The other day, I was pulling out of a parking lot. I heard some popping. I assumed it would go away. Turned out, put it in high, suddenly a bunch pfoud pops, and a big explosion (end of muffler shooting off), and the car died. Then restarted and backfired. Died. Started and backfired, etc. Managed to get it going again, and made it home without issue.
Today, I turned the key to battery and turned over the starter. No start. No coil buzz. I wiggled the key a little bit, and coil buzz, and it started. Was making the turn onto my street, and heard a bunch of popping again. The T started surging, popped, and I made it home.
I also noticed when I turned on the headlights, the engine went silent for a split second like it died, but was fine after that.

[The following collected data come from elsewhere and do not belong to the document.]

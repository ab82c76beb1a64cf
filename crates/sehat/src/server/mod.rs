//! Web UI: an upload form, a model dropdown, and a text output, backed by
//! [`sehat_core::Analyzer`].

mod handlers;
mod page;
mod types;

use axum::extract::DefaultBodyLimit;
use axum::routing::{get, post};
use axum::Router;
use sehat_core::{Analyzer, Config};
use std::net::SocketAddr;
use tower_http::trace::TraceLayer;
use tracing::info;

pub use handlers::AppState;

/// Multipart framing on top of the raw image bytes.
const MULTIPART_OVERHEAD: usize = 64 * 1024;

/// Most examples offered in the gallery.
pub const MAX_EXAMPLES: usize = 12;

pub fn router(state: AppState) -> Router {
    let body_limit = usize::try_from(state.max_upload_bytes)
        .unwrap_or(usize::MAX)
        .saturating_add(MULTIPART_OVERHEAD);

    Router::new()
        .route("/", get(handlers::index))
        .route("/api/models", get(handlers::models))
        .route("/api/analyze", post(handlers::analyze))
        .route("/api/examples", get(handlers::examples))
        .route("/examples/:name", get(handlers::example_image))
        .layer(DefaultBodyLimit::max(body_limit))
        .layer(TraceLayer::new_for_http())
        .with_state(state)
}

pub async fn run(config: Config) -> anyhow::Result<()> {
    let state = AppState {
        analyzer: Analyzer::from_config(&config),
        default_model: config.inference.default_model,
        examples_dir: config.examples_dir(),
        max_upload_bytes: config.max_upload_bytes(),
    };
    let app = router(state);

    let addr = SocketAddr::new(config.server.host.parse()?, config.server.port);
    info!("Serving Sehat on http://{}", addr);

    let listener = tokio::net::TcpListener::bind(addr).await?;
    axum::serve(listener, app).await?;

    Ok(())
}

#[cfg(test)]
mod tests {
    use super::*;
    use async_trait::async_trait;
    use axum::body::Body;
    use axum::http::{Request, StatusCode};
    use sehat_core::config::PreprocessConfig;
    use sehat_core::{
        CompletionOptions, EncodedPayload, ImageDecoder, ImagePreprocessor, InferenceClient,
        InferenceError, InferenceErrorKind, ModelId,
    };
    use serde_json::Value;
    use std::path::Path;
    use std::sync::atomic::{AtomicU32, Ordering};
    use std::sync::Arc;
    use tower::ServiceExt; // for `oneshot`

    const BOUNDARY: &str = "sehat-test-boundary";

    /// Answers with the model and payload size it received, or a fixed failure.
    struct EchoClient {
        calls: Arc<AtomicU32>,
        fail: bool,
    }

    #[async_trait]
    impl InferenceClient for EchoClient {
        fn name(&self) -> &str {
            "echo"
        }

        async fn complete(
            &self,
            model: ModelId,
            payload: &EncodedPayload,
            _prompt: &str,
            _options: &CompletionOptions,
        ) -> Result<String, InferenceError> {
            self.calls.fetch_add(1, Ordering::SeqCst);
            if self.fail {
                return Err(InferenceError::new(
                    InferenceErrorKind::Network,
                    "connection refused",
                ));
            }
            Ok(format!("{model} saw {}x{}", payload.width, payload.height))
        }
    }

    fn create_test_app(fail: bool, examples_dir: &Path) -> (Router, Arc<AtomicU32>) {
        create_test_app_with_limit(fail, examples_dir, 5 * 1024 * 1024)
    }

    fn create_test_app_with_limit(
        fail: bool,
        examples_dir: &Path,
        max_upload_bytes: u64,
    ) -> (Router, Arc<AtomicU32>) {
        let calls = Arc::new(AtomicU32::new(0));
        let analyzer = Analyzer::new(
            ImageDecoder::new(max_upload_bytes),
            ImagePreprocessor::new(PreprocessConfig::default()),
            Arc::new(EchoClient {
                calls: calls.clone(),
                fail,
            }),
            CompletionOptions::default(),
        );
        let state = AppState {
            analyzer,
            default_model: ModelId::default(),
            examples_dir: examples_dir.to_path_buf(),
            max_upload_bytes,
        };
        (router(state), calls)
    }

    /// PNG filled with pseudo-random pixels so it does not compress.
    fn noisy_png(width: u32, height: u32) -> Vec<u8> {
        let mut seed: u32 = 0x2545_f491;
        let img = image::RgbImage::from_fn(width, height, |_, _| {
            let mut channel = || {
                seed = seed.wrapping_mul(1_664_525).wrapping_add(1_013_904_223);
                (seed >> 24) as u8
            };
            image::Rgb([channel(), channel(), channel()])
        });
        let mut buffer = std::io::Cursor::new(Vec::new());
        image::DynamicImage::ImageRgb8(img)
            .write_to(&mut buffer, image::ImageFormat::Png)
            .unwrap();
        buffer.into_inner()
    }

    fn png(width: u32, height: u32) -> Vec<u8> {
        let mut buffer = std::io::Cursor::new(Vec::new());
        image::DynamicImage::new_rgb8(width, height)
            .write_to(&mut buffer, image::ImageFormat::Png)
            .unwrap();
        buffer.into_inner()
    }

    fn multipart_body(image: Option<&[u8]>, model: &str) -> Vec<u8> {
        let mut body = Vec::new();
        if let Some(bytes) = image {
            body.extend_from_slice(
                format!(
                    "--{BOUNDARY}\r\nContent-Disposition: form-data; name=\"image\"; \
                     filename=\"label.png\"\r\nContent-Type: image/png\r\n\r\n"
                )
                .as_bytes(),
            );
            body.extend_from_slice(bytes);
            body.extend_from_slice(b"\r\n");
        }
        body.extend_from_slice(
            format!(
                "--{BOUNDARY}\r\nContent-Disposition: form-data; name=\"model\"\r\n\r\n{model}\r\n"
            )
            .as_bytes(),
        );
        body.extend_from_slice(format!("--{BOUNDARY}--\r\n").as_bytes());
        body
    }

    async fn send(app: &Router, request: Request<Body>) -> (StatusCode, Vec<u8>) {
        let response = app.clone().oneshot(request).await.unwrap();
        let status = response.status();
        let bytes = axum::body::to_bytes(response.into_body(), usize::MAX)
            .await
            .unwrap();
        (status, bytes.to_vec())
    }

    async fn post_analyze(app: &Router, body: Vec<u8>) -> (StatusCode, Value) {
        let request = Request::builder()
            .method("POST")
            .uri("/api/analyze")
            .header(
                "content-type",
                format!("multipart/form-data; boundary={BOUNDARY}"),
            )
            .body(Body::from(body))
            .unwrap();
        let (status, bytes) = send(app, request).await;
        (status, serde_json::from_slice(&bytes).unwrap())
    }

    fn get(uri: &str) -> Request<Body> {
        Request::builder().uri(uri).body(Body::empty()).unwrap()
    }

    #[tokio::test]
    async fn test_index_page() {
        let dir = tempfile::tempdir().unwrap();
        let (app, _) = create_test_app(false, dir.path());

        let (status, body) = send(&app, get("/")).await;

        assert_eq!(status, StatusCode::OK);
        let html = String::from_utf8(body).unwrap();
        assert!(html.contains("Sehat GPT"));
        assert!(html.contains("/api/analyze"));
    }

    #[tokio::test]
    async fn test_models_endpoint() {
        let dir = tempfile::tempdir().unwrap();
        let (app, _) = create_test_app(false, dir.path());

        let (status, body) = send(&app, get("/api/models")).await;
        let json: Value = serde_json::from_slice(&body).unwrap();

        assert_eq!(status, StatusCode::OK);
        assert_eq!(json["models"].as_array().unwrap().len(), 4);
        assert_eq!(json["models"][0], "google/gemini-flash-1.5-exp");
        assert_eq!(json["default"], "google/gemini-flash-1.5-exp");
    }

    #[tokio::test]
    async fn test_analyze_upload() {
        let dir = tempfile::tempdir().unwrap();
        let (app, calls) = create_test_app(false, dir.path());

        let body = multipart_body(Some(&png(2048, 1024)), "qwen/qwen-2.5-72b-instruct");
        let (status, json) = post_analyze(&app, body).await;

        assert_eq!(status, StatusCode::OK);
        assert_eq!(json["status"], "analysis");
        assert_eq!(json["model"], "qwen/qwen-2.5-72b-instruct");
        assert_eq!(json["text"], "qwen/qwen-2.5-72b-instruct saw 1024x512");
        assert_eq!(calls.load(Ordering::SeqCst), 1);
    }

    #[tokio::test]
    async fn test_analyze_without_image_returns_guidance() {
        let dir = tempfile::tempdir().unwrap();
        let (app, calls) = create_test_app(false, dir.path());

        let (status, json) = post_analyze(&app, multipart_body(None, "")).await;

        assert_eq!(status, StatusCode::OK);
        assert_eq!(json["status"], "guidance");
        assert_eq!(json["text"], sehat_core::GUIDANCE_MESSAGE);
        assert_eq!(json["model"], "google/gemini-flash-1.5-exp");
        assert_eq!(calls.load(Ordering::SeqCst), 0);
    }

    #[tokio::test]
    async fn test_analyze_failure_is_display_text() {
        let dir = tempfile::tempdir().unwrap();
        let (app, calls) = create_test_app(true, dir.path());

        let body = multipart_body(Some(&png(64, 64)), "google/gemini-flash-1.5");
        let (status, json) = post_analyze(&app, body).await;

        assert_eq!(status, StatusCode::OK);
        assert_eq!(json["status"], "error");
        let text = json["text"].as_str().unwrap();
        assert!(text.starts_with(sehat_core::ERROR_PREFIX));
        assert!(text.contains("connection refused"));
        assert_eq!(calls.load(Ordering::SeqCst), 1);
    }

    #[tokio::test]
    async fn test_analyze_rejects_unknown_model() {
        let dir = tempfile::tempdir().unwrap();
        let (app, calls) = create_test_app(false, dir.path());

        let body = multipart_body(Some(&png(8, 8)), "gpt-4o");
        let (status, json) = post_analyze(&app, body).await;

        assert_eq!(status, StatusCode::BAD_REQUEST);
        assert!(json["error"].as_str().unwrap().contains("gpt-4o"));
        assert_eq!(calls.load(Ordering::SeqCst), 0);
    }

    #[tokio::test]
    async fn test_analyze_oversized_upload_is_display_text() {
        let dir = tempfile::tempdir().unwrap();
        let (app, calls) = create_test_app_with_limit(false, dir.path(), 4096);

        let image = noisy_png(300, 300);
        assert!(image.len() > 4096 + 64 * 1024);
        let (status, json) = post_analyze(&app, multipart_body(Some(&image), "")).await;

        assert_eq!(status, StatusCode::OK);
        assert_eq!(json["status"], "error");
        assert_eq!(json["model"], ModelId::default().as_str());
        let text = json["text"].as_str().unwrap();
        assert!(text.starts_with(sehat_core::ERROR_PREFIX));
        assert!(text.contains("Image too large"));
        assert_eq!(calls.load(Ordering::SeqCst), 0);
    }

    #[tokio::test]
    async fn test_examples_listing_and_serving() {
        let dir = tempfile::tempdir().unwrap();
        for i in 1..=13 {
            std::fs::write(dir.path().join(format!("images ({i:02}).png")), png(4, 4)).unwrap();
        }
        std::fs::write(dir.path().join("README.txt"), "not an image").unwrap();
        let (app, _) = create_test_app(false, dir.path());

        let (status, body) = send(&app, get("/api/examples")).await;
        let json: Value = serde_json::from_slice(&body).unwrap();
        assert_eq!(status, StatusCode::OK);
        let examples = json["examples"].as_array().unwrap();
        assert_eq!(examples.len(), MAX_EXAMPLES);
        assert_eq!(examples[0], "images (01).png");

        let response = app
            .clone()
            .oneshot(get("/examples/images%20(01).png"))
            .await
            .unwrap();
        assert_eq!(response.status(), StatusCode::OK);
        assert_eq!(response.headers()["content-type"], "image/png");

        let (status, _) = send(&app, get("/examples/missing.png")).await;
        assert_eq!(status, StatusCode::NOT_FOUND);

        let (status, _) = send(&app, get("/examples/README.txt")).await;
        assert_eq!(status, StatusCode::NOT_FOUND);
    }

    #[tokio::test]
    async fn test_examples_missing_dir_is_empty() {
        let dir = tempfile::tempdir().unwrap();
        let (app, _) = create_test_app(false, &dir.path().join("nope"));

        let (status, body) = send(&app, get("/api/examples")).await;
        let json: Value = serde_json::from_slice(&body).unwrap();

        assert_eq!(status, StatusCode::OK);
        assert!(json["examples"].as_array().unwrap().is_empty());
    }
}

This is sounding like an ignition switch issue to me, but would like to see if anyone else has a different opinion? Running on bat. All of these issues have got to be related. Loose switch contacts? All new wiring, rebuilt coils, rebuilt switch, tight connections... Clean connections... Etc.
Could be your switch. Do you know if you have a pin type switch or one that have the tabs on the back. Sometimes the cardboard backing swells causing the tabs holding the backing tight to loosen thus the contacts are not fully engaged. This can be repaired. The pin type can also have this problem. In this case the swelling loosens the pins and that will also hurt the contacts from fully engaging. This is an easier fix.
It's a tab one.
I've contacted the rebuilder and they have confirmed that you should not have to jiggle the key to engage the battery.
The surging issue I've talked to someone else, they said dirty timer (I happened to oil it this morning) and it's unrelated to the switch most likely. I'll be cleaning it out and be on the lookout for a new day or Anderson.
The surging is very likely associated with the switch also. Intermittent contacting is what's causing the backfiring & could cause the surging too. Do your maintenance by all means just dn't be surprised if the timer looks OK.
Thanks Charlie. I originally thought it was the switch as well, but was suggested that it could be the timer. We will see what happens when I get the new one.
Gotta Fiber Timing Gear?
Those symptoms sound real familiar.
A dirty timer would not cause the light problem. I’d go for the switch, but first make sure ALL the electrical connections are tight.
How is the mixture setting? How are the cables from the battery to starter button and starter button to starter motor? I had an old cable and one with a slight cut in it. As soon as I replaced both cables, a lot of my problems went away. How about cleaning the contacts behind the ammeter. Also check that the battery cables are tight on the battery posts. I don't know if this will fix your problem.
All new wiring and tight connections. I'm pretty sure it's a steel timing gear.